» Assignment
For the data below, work out how many lines contain the word "runtime" and supply only that number.

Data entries
[Start of Attachment]

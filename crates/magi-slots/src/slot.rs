//! A held lease and its heartbeat

use crate::error::Result;
use crate::lease::SlotLease;
use crate::store::SlotStore;
use chrono::Utc;
use std::sync::atomic::{AtomicBool, Ordering};
use std::time::Duration;
use tokio::time::MissedTickBehavior;
use tokio_util::sync::CancellationToken;
use tracing::{debug, info, warn};
use uuid::Uuid;

/// A leased slot.
///
/// Released explicitly through [`Slot::release`] (or the limiter). Dropping
/// an unreleased slot stops the heartbeat and deletes the row in the
/// background when a runtime is available; otherwise the lease expires.
#[derive(Debug)]
pub struct Slot {
    lease: SlotLease,
    store: SlotStore,
    heartbeat: CancellationToken,
    released: AtomicBool,
}

impl Slot {
    /// Wrap a freshly inserted lease and start its heartbeat.
    pub(crate) fn start(lease: SlotLease, store: SlotStore, interval: Duration) -> Self {
        let heartbeat = CancellationToken::new();
        spawn_heartbeat(store.clone(), lease.slot_id, interval, heartbeat.clone());
        Self {
            lease,
            store,
            heartbeat,
            released: AtomicBool::new(false),
        }
    }

    /// Slot ID
    #[must_use]
    pub fn id(&self) -> Uuid {
        self.lease.slot_id
    }

    /// Resource key the slot was acquired for
    #[must_use]
    pub fn resource_key(&self) -> &str {
        &self.lease.resource_key
    }

    /// Resource class the slot counts against
    #[must_use]
    pub fn resource_class(&self) -> &str {
        &self.lease.resource_class
    }

    /// The lease as inserted
    #[must_use]
    pub fn lease(&self) -> &SlotLease {
        &self.lease
    }

    /// Whether the heartbeat is still running
    #[must_use]
    pub fn is_heartbeat_active(&self) -> bool {
        !self.heartbeat.is_cancelled()
    }

    /// Whether the slot was released
    #[must_use]
    pub fn is_released(&self) -> bool {
        self.released.load(Ordering::SeqCst)
    }

    /// Stop the heartbeat and delete the lease row.
    ///
    /// Calling this again is a no-op.
    pub async fn release(&self) -> Result<()> {
        if self.released.swap(true, Ordering::SeqCst) {
            debug!(slot_id = %self.id(), "Slot already released");
            return Ok(());
        }
        self.heartbeat.cancel();

        match self.store.delete(self.id()).await {
            Ok(deleted) => {
                info!(
                    slot_id = %self.id(),
                    resource_class = %self.lease.resource_class,
                    deleted,
                    "Released slot"
                );
                Ok(())
            }
            Err(e) => {
                // Leave the drop-time cleanup a chance to delete the row
                self.released.store(false, Ordering::SeqCst);
                Err(e)
            }
        }
    }
}

impl Drop for Slot {
    fn drop(&mut self) {
        self.heartbeat.cancel();
        if self.released.load(Ordering::SeqCst) {
            return;
        }

        let slot_id = self.id();
        if let Ok(handle) = tokio::runtime::Handle::try_current() {
            let store = self.store.clone();
            handle.spawn(async move {
                match store.delete(slot_id).await {
                    Ok(_) => debug!(slot_id = %slot_id, "Deleted lease of dropped slot"),
                    Err(e) => warn!(slot_id = %slot_id, error = %e, "Failed to delete lease of dropped slot"),
                }
            });
        } else {
            warn!(slot_id = %slot_id, "Slot dropped outside a runtime; lease will expire");
        }
    }
}

fn spawn_heartbeat(store: SlotStore, slot_id: Uuid, interval: Duration, token: CancellationToken) {
    tokio::spawn(async move {
        let mut ticker = tokio::time::interval(interval);
        ticker.set_missed_tick_behavior(MissedTickBehavior::Delay);
        // First tick completes immediately
        ticker.tick().await;

        loop {
            tokio::select! {
                _ = token.cancelled() => break,
                _ = ticker.tick() => match store.touch(slot_id, Utc::now()).await {
                    Ok(true) => debug!(slot_id = %slot_id, "Heartbeat"),
                    Ok(false) => {
                        warn!(slot_id = %slot_id, "Lease lost, stopping heartbeat");
                        token.cancel();
                        break;
                    }
                    Err(e) => warn!(slot_id = %slot_id, error = %e, "Heartbeat failed"),
                },
            }
        }
    });
}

[End of Attachment]

» Expected answer
3